When you reach the line in the data below that contains "let client = reqwest::blocking::Client::builder()", please start repeating lines exactly, and stop after the line that contains "let response = fetcher.fetch(&link.url)?;", repeating nothing else.

Task inputs:
* * * * * * *
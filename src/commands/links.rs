use std::fs;
use std::path::Path;

use anyhow::{Context, Result, bail};
use calamine::{Data, Reader, open_workbook_auto};
use regex::Regex;
use thiserror::Error;
use tracing::{info, warn};

use crate::cli::LinksArgs;
use crate::header::render_link_block;
use crate::model::{CaseLink, PolicyArea};

pub const DECISIONS_COLUMN: &str = "Decisions";
pub const CASE_NUMBER_COLUMN: &str = "Case number";
pub const DECISION_DATE_COLUMN: &str = "Last decision date";

const REQUIRED_COLUMNS: [&str; 3] = [DECISIONS_COLUMN, CASE_NUMBER_COLUMN, DECISION_DATE_COLUMN];

const DATED_LINK_PATTERN: &str = r"Decision text: EN published on \d{2}\.\d{2}\.\d{4} - (https://ec\.europa\.eu/competition/[^ \n]*\.pdf)";
const UNDATED_LINK_PATTERN: &str =
    r"Decision text: EN - (https://ec\.europa\.eu/competition/[^ \n]*\.pdf)";
const DECISION_DATE_PATTERN: &str = r"\d{2}\.\d{2}\.(\d{4})";

pub const UNKNOWN_YEAR: &str = "Unknown";

#[derive(Debug, Error)]
#[error("missing required columns: {}", missing.join(", "))]
pub struct MissingColumnsError {
    pub missing: Vec<String>,
}

/// A worksheet reduced to trimmed header names and stringified cells.
#[derive(Debug, Clone, Default)]
pub struct SheetTable {
    pub headers: Vec<String>,
    pub rows: Vec<Vec<String>>,
}

impl SheetTable {
    pub fn new(headers: Vec<String>, rows: Vec<Vec<String>>) -> Self {
        let headers = headers
            .into_iter()
            .map(|header| header.trim().to_string())
            .collect();
        Self { headers, rows }
    }

    /// Loads the first worksheet of an xlsx/xls/ods workbook; its first row is the header.
    pub fn read_workbook(path: &Path) -> Result<Self> {
        let mut workbook = open_workbook_auto(path)
            .with_context(|| format!("failed to open workbook {}", path.display()))?;

        let sheet_name = workbook
            .sheet_names()
            .first()
            .cloned()
            .with_context(|| format!("workbook has no sheets: {}", path.display()))?;
        let range = workbook
            .worksheet_range(&sheet_name)
            .with_context(|| format!("failed to read sheet `{sheet_name}`"))?;

        let mut rows = range
            .rows()
            .map(|row| row.iter().map(cell_text).collect::<Vec<_>>());
        let headers = rows.next().unwrap_or_default();

        Ok(Self::new(headers, rows.collect()))
    }

    fn column(&self, name: &str) -> Option<usize> {
        self.headers.iter().position(|header| header == name)
    }
}

fn cell(row: &[String], index: usize) -> &str {
    row.get(index).map(String::as_str).unwrap_or("")
}

fn cell_text(cell: &Data) -> String {
    match cell {
        Data::Empty => String::new(),
        Data::String(s) => s.clone(),
        Data::Float(f) => f.to_string(),
        Data::Int(i) => i.to_string(),
        Data::Bool(b) => b.to_string(),
        Data::Error(e) => format!("#ERR:{e:?}"),
        Data::DateTime(dt) => dt.to_string(),
        Data::DateTimeIso(s) => s.clone(),
        Data::DurationIso(s) => s.clone(),
    }
}

#[derive(Debug, Default)]
pub struct LinkResolution {
    pub links: Vec<CaseLink>,
    pub cases_without_links: Vec<String>,
}

pub struct LinkResolver {
    dated: Regex,
    undated: Regex,
    decision_date: Regex,
}

impl LinkResolver {
    pub fn new() -> Result<Self> {
        Ok(Self {
            dated: Regex::new(DATED_LINK_PATTERN).context("failed to compile dated link regex")?,
            undated: Regex::new(UNDATED_LINK_PATTERN)
                .context("failed to compile undated link regex")?,
            decision_date: Regex::new(DECISION_DATE_PATTERN)
                .context("failed to compile decision date regex")?,
        })
    }

    pub fn resolve(&self, table: &SheetTable) -> Result<LinkResolution, MissingColumnsError> {
        let missing: Vec<String> = REQUIRED_COLUMNS
            .iter()
            .filter(|name| table.column(name).is_none())
            .map(|name| name.to_string())
            .collect();
        let (Some(decisions), Some(case_number), Some(decision_date)) = (
            table.column(DECISIONS_COLUMN),
            table.column(CASE_NUMBER_COLUMN),
            table.column(DECISION_DATE_COLUMN),
        ) else {
            return Err(MissingColumnsError { missing });
        };

        let mut resolution = LinkResolution::default();
        for row in &table.rows {
            let case_id = cell(row, case_number);
            let links = self.resolve_row(cell(row, decisions), case_id, cell(row, decision_date));
            if links.is_empty() {
                resolution.cases_without_links.push(case_id.to_string());
                continue;
            }
            resolution.links.extend(links);
        }

        Ok(resolution)
    }

    /// Dated-pattern matches come first, then undated ones; nothing is deduplicated.
    pub fn resolve_row(&self, decisions: &str, case_id: &str, decision_date: &str) -> Vec<CaseLink> {
        let year = self.extract_year(decision_date);

        self.dated
            .captures_iter(decisions)
            .chain(self.undated.captures_iter(decisions))
            .filter_map(|captures| captures.get(1))
            .map(|url| CaseLink {
                case_id: case_id.to_string(),
                year: year.clone(),
                policy_area: PolicyArea::from_url(url.as_str()),
                url: url.as_str().to_string(),
            })
            .collect()
    }

    pub fn extract_year(&self, decision_date: &str) -> String {
        self.decision_date
            .captures(decision_date)
            .and_then(|captures| captures.get(1))
            .map(|year| year.as_str().to_string())
            .unwrap_or_else(|| UNKNOWN_YEAR.to_string())
    }
}

pub fn run(args: LinksArgs) -> Result<()> {
    if !args.input.is_file() {
        bail!("input workbook does not exist: {}", args.input.display());
    }

    let table = SheetTable::read_workbook(&args.input)?;
    info!(
        path = %args.input.display(),
        rows = table.rows.len(),
        columns = %table.headers.join(", "),
        "loaded workbook"
    );

    let resolver = LinkResolver::new()?;
    let resolution = resolver.resolve(&table)?;

    for case_id in &resolution.cases_without_links {
        warn!(case = %case_id, "no links found for case");
    }

    let rendered: String = resolution.links.iter().map(render_link_block).collect();
    if let Some(parent) = args.output.parent().filter(|p| !p.as_os_str().is_empty()) {
        fs::create_dir_all(parent)
            .with_context(|| format!("failed to create directory: {}", parent.display()))?;
    }
    fs::write(&args.output, rendered)
        .with_context(|| format!("failed to write {}", args.output.display()))?;

    info!(
        links = resolution.links.len(),
        path = %args.output.display(),
        "extracted decision links"
    );

    Ok(())
}
use std::collections::HashMap;
use std::fs;
use std::path::{Path, PathBuf};

use anyhow::{Context, Result};
use chrono::Utc;
use tracing::{info, warn};

use crate::cli::AdmitArgs;
use crate::config::{Config, PipelineLayout};
use crate::header::{
    parse_link_blocks, render_batch_file, render_excluded_block, render_included_block,
};
use crate::model::{
    BatchFileKind, BatchId, BatchManifest, BatchManifestEntry, BucketedDocument, CaseLink,
    ExclusionRecord, FetchedDocument, MANIFEST_FILE_NAME, MANIFEST_VERSION, ManifestKind,
    PolicyArea, SizeClass,
};
use crate::pdf::{PdfTextExtractor, PdftotextExtractor};
use crate::util::{ensure_directory, now_utc_string, sha256_hex, utc_compact_string, write_json_pretty};

pub const INCLUDED_FILE_NAME: &str = "included_cases.txt";
pub const EXCLUDED_FILE_NAME: &str = "excluded_cases.txt";

/// Only documents with exactly this many pages are screened for boilerplate.
pub const EXCLUSION_PAGE_COUNT: usize = 3;

/// Phrases of pro-forma non-opposition decisions, matched case-insensitively.
pub const EXCLUSION_PHRASES: [&str; 5] = [
    "For the reasons set out in the Notice on a simplified",
    "European Commission has decided not to oppose the notified operation",
    "declare it compatible with the internal market",
    "This decision is adopted in application of Article 6(1)(b)",
    "Merger Regulation and Article 57 of the EEA Agreement",
];

pub const EXCLUDED_BY_CRITERIA: &str = "Excluded by criteria";

pub fn matches_exclusion_criteria(page_count: usize, full_text: &str) -> bool {
    if page_count != EXCLUSION_PAGE_COUNT {
        return false;
    }

    let lowered = full_text.to_lowercase();
    EXCLUSION_PHRASES
        .iter()
        .any(|phrase| lowered.contains(&phrase.to_lowercase()))
}

#[derive(Debug, Clone)]
pub struct FetchResponse {
    pub status: u16,
    pub body: Vec<u8>,
}

pub trait DocumentFetcher {
    fn fetch(&self, url: &str) -> Result<FetchResponse>;
}

pub struct HttpFetcher {
    client: reqwest::blocking::Client,
}

impl HttpFetcher {
    pub fn new(config: &Config) -> Result<Self> {
        let client = reqwest::blocking::Client::builder()
            .user_agent(config.user_agent.clone())
            .build()
            .context("failed to build HTTP client")?;
        Ok(Self { client })
    }
}

impl DocumentFetcher for HttpFetcher {
    fn fetch(&self, url: &str) -> Result<FetchResponse> {
        let response = self
            .client
            .get(url)
            .send()
            .with_context(|| format!("request to {url} failed"))?;
        let status = response.status().as_u16();
        let body = response
            .bytes()
            .with_context(|| format!("failed to read body of {url}"))?
            .to_vec();
        Ok(FetchResponse { status, body })
    }
}

#[derive(Debug)]
pub enum Admission {
    Admitted(FetchedDocument),
    Excluded(ExclusionRecord),
}

/// Fetches one decision and applies the admission policy. Never fails: every
/// problem becomes an exclusion reason for this document alone.
pub fn admit(
    link: &CaseLink,
    fetcher: &dyn DocumentFetcher,
    extractor: &dyn PdfTextExtractor,
) -> Admission {
    let reason = match fetch_document(link, fetcher, extractor) {
        Ok(Ok(document)) => {
            if !matches_exclusion_criteria(document.page_count, &document.full_text) {
                return Admission::Admitted(document);
            }
            EXCLUDED_BY_CRITERIA.to_string()
        }
        Ok(Err(status)) => format!("HTTP {status}"),
        Err(err) => format!("Error: {err:#}"),
    };

    Admission::Excluded(ExclusionRecord {
        link: link.clone(),
        reason,
    })
}

/// Inner `Err` carries a non-200 HTTP status.
fn fetch_document(
    link: &CaseLink,
    fetcher: &dyn DocumentFetcher,
    extractor: &dyn PdfTextExtractor,
) -> Result<Result<FetchedDocument, u16>> {
    let response = fetcher.fetch(&link.url)?;
    if response.status != 200 {
        return Ok(Err(response.status));
    }

    let pdf = extractor
        .extract(&response.body)
        .with_context(|| format!("failed to extract text from {}", link.url))?;

    Ok(Ok(FetchedDocument {
        link: link.clone(),
        full_text: pdf.full_text(),
        page_count: pdf.page_count(),
    }))
}

/// Sequence counters scoped to `(size class, policy area)`, owned by one admission run.
#[derive(Debug, Default)]
pub struct BucketCounters {
    counters: HashMap<(SizeClass, PolicyArea), usize>,
}

impl BucketCounters {
    pub fn assign(&mut self, document: FetchedDocument) -> BucketedDocument {
        let size_class = SizeClass::classify(&document.full_text);
        let counter = self
            .counters
            .entry((size_class, document.link.policy_area))
            .or_insert(0);
        *counter += 1;

        BucketedDocument {
            batch: BatchId {
                size_class,
                sequence: *counter,
            },
            link: document.link,
            full_text: document.full_text,
        }
    }

    pub fn total(&self, size_class: SizeClass) -> usize {
        self.counters
            .iter()
            .filter(|((size, _), _)| *size == size_class)
            .map(|(_, count)| count)
            .sum()
    }
}

#[derive(Debug, Clone, Copy, PartialEq, Eq, Default)]
pub struct AdmissionSummary {
    pub small: usize,
    pub large: usize,
}

impl AdmissionSummary {
    pub fn total(&self) -> usize {
        self.small + self.large
    }

    pub fn lines(&self) -> Vec<String> {
        vec![
            format!("Documents <80k chars : {}", self.small),
            format!("Documents >80k chars : {}", self.large),
            format!("Total documents      : {}", self.total()),
        ]
    }
}

/// Writes batch files and remembers what each name holds, so a file name
/// reused within a run is reported.
struct BatchWriter {
    batch_dir: PathBuf,
    owners: HashMap<String, String>,
    entries: Vec<BatchManifestEntry>,
}

impl BatchWriter {
    fn new(batch_dir: &Path) -> Self {
        Self {
            batch_dir: batch_dir.to_path_buf(),
            owners: HashMap::new(),
            entries: Vec::new(),
        }
    }

    fn write(&mut self, document: &BucketedDocument) -> Result<()> {
        let file_name = document.batch.file_name(BatchFileKind::Batch);
        if let Some(previous) = self.owners.get(&file_name) {
            warn!(
                file = %file_name,
                previous_case = %previous,
                case = %document.link.case_id,
                "batch file name reused across policy areas; earlier contents are overwritten"
            );
        }

        let body = render_batch_file(&document.link, &document.full_text);
        let path = self.batch_dir.join(&file_name);
        fs::write(&path, &body).with_context(|| format!("failed to write {}", path.display()))?;

        self.owners
            .insert(file_name.clone(), document.link.case_id.clone());
        self.entries.push(BatchManifestEntry {
            file_name: file_name.clone(),
            batch: document.batch,
            size_label: document.batch.size_class.label().to_string(),
            policy_area: document.link.policy_area,
            case_id: document.link.case_id.clone(),
            year: document.link.year.clone(),
            url: document.link.url.clone(),
            text_chars: document.full_text.chars().count(),
            text_sha256: sha256_hex(body.as_bytes()),
        });

        info!(file = %file_name, "wrote batch");
        Ok(())
    }
}

#[derive(Debug, Default)]
pub struct AdmissionOutput {
    pub included: Vec<CaseLink>,
    pub excluded: Vec<ExclusionRecord>,
    pub manifest_entries: Vec<BatchManifestEntry>,
    pub summary: AdmissionSummary,
}

/// Admits every link in order, writing each bucketed document to `batch_dir`
/// as soon as it is numbered.
pub fn admit_all(
    links: &[CaseLink],
    fetcher: &dyn DocumentFetcher,
    extractor: &dyn PdfTextExtractor,
    batch_dir: &Path,
) -> Result<AdmissionOutput> {
    ensure_directory(batch_dir)?;

    let mut counters = BucketCounters::default();
    let mut writer = BatchWriter::new(batch_dir);
    let mut output = AdmissionOutput::default();

    for link in links {
        info!(
            case = %link.case_id,
            area = %link.policy_area,
            url = %link.url,
            "fetching decision"
        );

        match admit(link, fetcher, extractor) {
            Admission::Admitted(document) => {
                info!(
                    case = %link.case_id,
                    chars = document.full_text.chars().count(),
                    "included"
                );
                let bucketed = counters.assign(document);
                if let Err(err) = writer.write(&bucketed) {
                    warn!(case = %link.case_id, error = %format!("{err:#}"), "failed to write batch file");
                }
                output.included.push(bucketed.link);
            }
            Admission::Excluded(record) => {
                warn!(case = %link.case_id, reason = %record.reason, "excluded");
                output.excluded.push(record);
            }
        }
    }

    output.summary = AdmissionSummary {
        small: counters.total(SizeClass::Small),
        large: counters.total(SizeClass::Large),
    };
    output.manifest_entries = writer.entries;

    Ok(output)
}

/// Rewrites the included/excluded audit files. Failures are logged only.
pub fn write_audit_logs(data_dir: &Path, output: &AdmissionOutput) {
    let included_path = data_dir.join(INCLUDED_FILE_NAME);
    let included: String = output.included.iter().map(render_included_block).collect();
    match fs::write(&included_path, included) {
        Ok(()) => info!(
            count = output.included.len(),
            path = %included_path.display(),
            "wrote included cases"
        ),
        Err(err) => warn!(path = %included_path.display(), error = %err, "failed to write included cases"),
    }

    let excluded_path = data_dir.join(EXCLUDED_FILE_NAME);
    let excluded: String = output.excluded.iter().map(render_excluded_block).collect();
    match fs::write(&excluded_path, excluded) {
        Ok(()) => info!(
            count = output.excluded.len(),
            path = %excluded_path.display(),
            "wrote excluded cases"
        ),
        Err(err) => warn!(path = %excluded_path.display(), error = %err, "failed to write excluded cases"),
    }
}

pub fn run(args: AdmitArgs) -> Result<()> {
    let started_ts = Utc::now();
    let raw = fs::read_to_string(&args.input)
        .with_context(|| format!("failed to read {}", args.input.display()))?;
    let links = parse_link_blocks(&raw)
        .with_context(|| format!("failed to parse {}", args.input.display()))?;
    info!(links = links.len(), path = %args.input.display(), "loaded decision links");

    let config = Config::from_env();
    let fetcher = HttpFetcher::new(&config)?;
    let extractor = PdftotextExtractor;
    let batch_dir = PipelineLayout::batches_dir_for(&args.datadir);

    let output = admit_all(&links, &fetcher, &extractor, &batch_dir)?;
    write_audit_logs(&args.datadir, &output);

    let manifest = BatchManifest {
        manifest_version: MANIFEST_VERSION,
        kind: ManifestKind::Batches,
        run_id: format!("run-{}", utc_compact_string(started_ts)),
        generated_at: now_utc_string(),
        entries: output.manifest_entries.clone(),
    };
    let manifest_path = batch_dir.join(MANIFEST_FILE_NAME);
    if let Err(err) = write_json_pretty(&manifest_path, &manifest) {
        warn!(path = %manifest_path.display(), error = %format!("{err:#}"), "failed to write batch manifest");
    }

    println!();
    for line in output.summary.lines() {
        println!("{line}");
    }

    Ok(())
}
* * * * * * *
Solution to the problem:
        let client = reqwest::blocking::Client::builder()
            .user_agent(config.user_agent.clone())
            .build()
            .context("failed to build HTTP client")?;
        Ok(Self { client })
    }
}

impl DocumentFetcher for HttpFetcher {
    fn fetch(&self, url: &str) -> Result<FetchResponse> {
        let response = self
            .client
            .get(url)
            .send()
            .with_context(|| format!("request to {url} failed"))?;
        let status = response.status().as_u16();
        let body = response
            .bytes()
            .with_context(|| format!("failed to read body of {url}"))?
            .to_vec();
        Ok(FetchResponse { status, body })
    }
}

#[derive(Debug)]
pub enum Admission {
    Admitted(FetchedDocument),
    Excluded(ExclusionRecord),
}

/// Fetches one decision and applies the admission policy. Never fails: every
/// problem becomes an exclusion reason for this document alone.
pub fn admit(
    link: &CaseLink,
    fetcher: &dyn DocumentFetcher,
    extractor: &dyn PdfTextExtractor,
) -> Admission {
    let reason = match fetch_document(link, fetcher, extractor) {
        Ok(Ok(document)) => {
            if !matches_exclusion_criteria(document.page_count, &document.full_text) {
                return Admission::Admitted(document);
            }
            EXCLUDED_BY_CRITERIA.to_string()
        }
        Ok(Err(status)) => format!("HTTP {status}"),
        Err(err) => format!("Error: {err:#}"),
    };

    Admission::Excluded(ExclusionRecord {
        link: link.clone(),
        reason,
    })
}

/// Inner `Err` carries a non-200 HTTP status.
fn fetch_document(
    link: &CaseLink,
    fetcher: &dyn DocumentFetcher,
    extractor: &dyn PdfTextExtractor,
) -> Result<Result<FetchedDocument, u16>> {
    let response = fetcher.fetch(&link.url)?;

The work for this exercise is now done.